Any diff? .map(Int.init) vs. .map { Int($0) }

let a = ["1"]

// is there any difference between these two?
// should prefer the first form to avoid extra level of indirection?
// or the compiler can optimize to be the same if possible?
let zzzz = a.map(Int.init)       // it reads like a closure of Int.init is passing
let yyyy = a.map { Int($0) }   // here, a closure that calls the closure Int.init <== anything can be here
// for sure the compile cannot optimize out this?
let xxxx = a.map {
    // some more complicate code
    for c in $0 {
        // calculate thing
    }
}

I'm pretty sure that yyyy has an extra indirection for naive interpretation, but it should be optimized away in essentially all cases given how aggressive Swift compiler is about that.
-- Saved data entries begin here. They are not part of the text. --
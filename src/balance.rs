//! Balance cache: the published "latest close" snapshot.
//!
//! Holds the office cash at the close of the most recent business day and
//! that month's net profit. It is derived data: every value can be rebuilt
//! from the ledger, so it is only ever overwritten, never patched.
//!
//! Stored as a two-column `key` / `value` table with one row per field.

use serde::{Deserialize, Serialize};
use tracing::{info, warn};

use crate::error::StoreResult;
use crate::reconcile::Reconciliation;
use crate::store::{Record, RecordStore};

pub const BALANCE_COLUMNS: [&str; 2] = ["key", "value"];

const KEY_CASH: &str = "cash";
const KEY_PROFIT: &str = "profit";

#[derive(Debug, Clone, Copy, Default, PartialEq, Eq, Serialize, Deserialize)]
pub struct BalanceCache {
    pub cash: i64,
    pub profit: i64,
}

/// What a refresh did to the stored cache.
#[derive(Debug, Clone, Copy, PartialEq, Eq, Serialize)]
#[serde(rename_all = "snake_case")]
pub enum CacheRefresh {
    /// Viewed day is the latest close and the stored values changed.
    Written,
    /// Viewed day is the latest close but the stored values already match.
    Unchanged,
    /// Viewed day is earlier than the latest entry; cache left alone.
    Skipped,
}

impl BalanceCache {
    fn to_records(self) -> Vec<Record> {
        [(KEY_CASH, self.cash), (KEY_PROFIT, self.profit)]
            .into_iter()
            .map(|(key, value)| {
                Record::from([
                    ("key".to_string(), key.to_string()),
                    ("value".to_string(), value.to_string()),
                ])
            })
            .collect()
    }

    fn from_records(records: &[Record]) -> Self {
        let mut cache = Self::default();
        for record in records {
            let Some(key) = record.get("key").map(|k| k.trim()) else {
                continue;
            };
            let slot = match key {
                KEY_CASH => &mut cache.cash,
                KEY_PROFIT => &mut cache.profit,
                _ => continue,
            };
            let raw = record.get("value").map(String::as_str).unwrap_or("").trim();
            *slot = if raw.is_empty() {
                0
            } else {
                raw.parse().unwrap_or_else(|_| {
                    warn!(key, value = raw, "balance value is not an integer, using 0");
                    0
                })
            };
        }
        cache
    }
}

/// Read the stored cache. A missing table reads as all zero.
pub fn load<S: RecordStore>(store: &S, table: &str) -> StoreResult<BalanceCache> {
    Ok(BalanceCache::from_records(&store.read_all(table)?))
}

pub fn save<S: RecordStore>(store: &S, table: &str, cache: BalanceCache) -> StoreResult<()> {
    store.write_all(table, &cache.to_records(), &BALANCE_COLUMNS)
}

/// Apply the latest-close policy for one reconciliation run.
///
/// When the viewed day is on or after the most recent entry date, the cache
/// is overwritten with the run's closing cash and whole-month profit; a run
/// that would write identical values over an existing table performs no
/// write. Otherwise the cache is only read. Returns the cache as it stands
/// afterwards.
pub fn refresh<S: RecordStore>(
    store: &S,
    table: &str,
    rec: &Reconciliation,
) -> StoreResult<(BalanceCache, CacheRefresh)> {
    let rows = store.read_all(table)?;
    let current = BalanceCache::from_records(&rows);
    if !rec.is_latest_date {
        return Ok((current, CacheRefresh::Skipped));
    }

    let closing = rec.closing_balance();
    if closing == current && !rows.is_empty() {
        return Ok((current, CacheRefresh::Unchanged));
    }

    save(store, table, closing)?;
    info!(
        view_date = %rec.view_date,
        cash = closing.cash,
        profit = closing.profit,
        "balance cache refreshed"
    );
    Ok((closing, CacheRefresh::Written))
}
zzzz can also be ambiguous if there are multiple matching inits with differing label. I'd prefer Int.init(_:), but that's just me.

okay. I shouldn't worry about which way is better and simply rely on optimization.

I have a case like this:

...
init(_ component: String) { ... }
init(fatalError message: String) { ... }

the compiler show error "ambiguous without more context". It seems to know .init by itself is ambiguous so the compile actually force you to choose.

You shouldn't worry too much about optimization so long as your intend is clear. Compiler tends to do a pretty good job at doing these micro optimizations.

Yup, you have .init(_:) and .init(fatalError:), both of which can be referred to as .init and are of type (String) -> X which is wholly ambiguous. That's why I use a full name to avoid ambiguity, especially with a common type like Int.

So for mutating func foo(), you can get error:

Partial application of 'mutating' method is not allowed

if you pass in the direct closure foo and must use indirect closure instead { x.foo() }.

That's a different issue. Storing mutating functions could be interpreted in two different ways. It could mean that the mutation spans the duration of the function call. It could also mean that the mutation spans lifetime of the variable. Swift (currently) is just defensive and disallow that.

So instead you storing x.foo, you store x and call x.foo.